::: Excerpted records :::

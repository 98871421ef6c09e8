//! Integration-run log sink.
//!
//! Events at or above the configured level are posted to
//! `{base}/api/v3/integrations/runs/{process_id}/logs`. Every event is also
//! emitted through `tracing`, whether or not it passes the threshold.

use std::fmt;

use serde_json::json;
use ureq::Agent;

use ovupload_core::{log, AccessParameters, LogError, LogLevel, ModuleLog};

use crate::http::{self, Failure};

#[derive(Clone)]
pub struct IntegrationLog {
    agent: Agent,
    base_url: String,
    token: String,
    process_id: i64,
    log_level: LogLevel,
}

impl IntegrationLog {
    pub fn new(access: &AccessParameters, process_id: i64, log_level: LogLevel) -> Self {
        Self {
            agent: http::agent(),
            base_url: http::base_url(&access.host),
            token: access.bearer_token(),
            process_id,
            log_level,
        }
    }

    pub fn with_base_url(mut self, url: impl Into<String>) -> Self {
        self.base_url = url.into().trim_end_matches('/').to_owned();
        self
    }

    pub fn log_level(&self) -> LogLevel {
        self.log_level
    }

    fn logs_url(&self) -> String {
        format!(
            "{}/api/v3/integrations/runs/{}/logs",
            self.base_url, self.process_id
        )
    }
}

impl fmt::Debug for IntegrationLog {
    fn fmt(&self, f: &mut fmt::Formatter<'_>) -> fmt::Result {
        f.debug_struct("IntegrationLog")
            .field("base_url", &self.base_url)
            .field("process_id", &self.process_id)
            .field("log_level", &self.log_level)
            .finish_non_exhaustive()
    }
}

impl ModuleLog for IntegrationLog {
    fn add(&self, level: LogLevel, message: &str, description: &str) -> Result<(), LogError> {
        log::emit(level, message, description);
        if !self.log_level.allows(level) {
            return Ok(());
        }

        let body = json!({
            "message": message,
            "description": description,
            "log_level_name": level.to_string(),
        });
        self.agent
            .post(&self.logs_url())
            .set("Authorization", &self.token)
            .set("Accept", "application/json")
            .send_json(body)
            .map_err(|e| {
                let failure = Failure::from(e);
                match failure.status {
                    Some(status) => LogError::Status {
                        status,
                        body: failure.detail,
                    },
                    None => LogError::Transport(failure.detail),
                }
            })?;
        Ok(())
    }
}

:::

The entire listing is to be printed once more, word for word.

repository 98871421ef6c09e8
//! Integration-run log sink.
//!
//! Events at or above the configured level are posted to
//! `{base}/api/v3/integrations/runs/{process_id}/logs`. Every event is also
//! emitted through `tracing`, whether or not it passes the threshold.

use std::fmt;

use serde_json::json;
use ureq::Agent;

use ovupload_core::{log, AccessParameters, LogError, LogLevel, ModuleLog};

use crate::http::{self, Failure};

#[derive(Clone)]
pub struct IntegrationLog {
    agent: Agent,
    base_url: String,
    token: String,
    process_id: i64,
    log_level: LogLevel,
}

impl IntegrationLog {
    pub fn new(access: &AccessParameters, process_id: i64, log_level: LogLevel) -> Self {
        Self {
            agent: http::agent(),
            base_url: http::base_url(&access.host),
            token: access.bearer_token(),
            process_id,
            log_level,
        }
    }

    pub fn with_base_url(mut self, url: impl Into<String>) -> Self {
        self.base_url = url.into().trim_end_matches('/').to_owned();
        self
    }

    pub fn log_level(&self) -> LogLevel {
        self.log_level
    }

    fn logs_url(&self) -> String {
        format!(
            "{}/api/v3/integrations/runs/{}/logs",
            self.base_url, self.process_id
        )
    }
}

impl fmt::Debug for IntegrationLog {
    fn fmt(&self, f: &mut fmt::Formatter<'_>) -> fmt::Result {
        f.debug_struct("IntegrationLog")
            .field("base_url", &self.base_url)
            .field("process_id", &self.process_id)
            .field("log_level", &self.log_level)
            .finish_non_exhaustive()
    }
}

impl ModuleLog for IntegrationLog {
    fn add(&self, level: LogLevel, message: &str, description: &str) -> Result<(), LogError> {
        log::emit(level, message, description);
        if !self.log_level.allows(level) {
            return Ok(());
        }

        let body = json!({
            "message": message,
            "description": description,
            "log_level_name": level.to_string(),
        });
        self.agent
            .post(&self.logs_url())
            .set("Authorization", &self.token)
            .set("Accept", "application/json")
            .send_json(body)
            .map_err(|e| {
                let failure = Failure::from(e);
                match failure.status {
                    Some(status) => LogError::Status {
                        status,
                        body: failure.detail,
                    },
                    None => LogError::Transport(failure.detail),
                }
            })?;
        Ok(())
    }
}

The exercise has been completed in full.